North-west London A&E closure plans are 'flawed'

Charing Cross Hospital sign
Image caption A total of four A&E departments in north-west London could close

Proposals to close four of north-west London's nine emergency units are "fundamentally flawed", according to an independent report.

Former NHS executive Tim Rideout, who examined the plans, said there was a "lack of regard" for the impact they would have on residents.

The plans involve shutting A&E services at hospitals including Hammersmith and Charing Cross.

The NHS said bigger hospitals would give patients better care.

Health bosses say there would be a £332m gap to plug by 2014/15 if no changes are made however the report said there is no independent verification of hospitals' finances.

It added that the use of location as the main reason for development options failed to take into account the needs of residents and the relative quality of local hospitals.

There was also a lack of regard for the impact the changes would have on residents as 40% of in-patient admissions and 23% of A&E admissions would be affected.

The report added that no changes should be made until the capacity of primary and community care under the Out of Hospitals strategy had been beefed up.

'Profoundly adverse impact'

The A&E departments at risk are at Charing Cross, Ealing, Hammersmith and Central Middlesex hospitals.

Dr Mark Spencer from NHS North West London said: "There's very good evidence that if you centralise some services onto fewer sites you get better outcomes.

"We've already shown that in stroke, in heart attack, in major trauma; where people travel further for better care, they get better outcomes."

But Nick Botterill, leader of Hammersmith and Fulham Council which commissioned the report, said it would mean residents would have to leave the borough to go to the nearest A&E department.

"We believe they've come up with a wrong option as a result of a flawed consultation process.
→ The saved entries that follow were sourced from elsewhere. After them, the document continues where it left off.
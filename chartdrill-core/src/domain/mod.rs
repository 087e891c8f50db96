//! Domain types for ChartDrill

pub mod bar;
pub mod market;
pub mod timeframe;

pub use bar::{Bar, RawBar, Segment, SegmentError};
pub use market::{display_symbol, InstrumentClass, MarketDescriptor, VenueMode, QUOTE_ASSET};
pub use timeframe::{Timeframe, UnknownTimeframe};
"We're not going to let this rest; we're going to make sure that this whole decision is called in, and that the matter is referred to the secretary of state."

The Tory-controlled council leader added: "The impact of these changes will have a profoundly adverse impact on our residents and I believe my duty is to stand up for our residents.

"It's flawed as it looks at north-west London as a whole, and not the individual boroughs and density of populations."

The Shaping a Healthier Future proposals are subject to a formal consultation which closes on 8 October, however Mr Rideout said this deadline should be extended.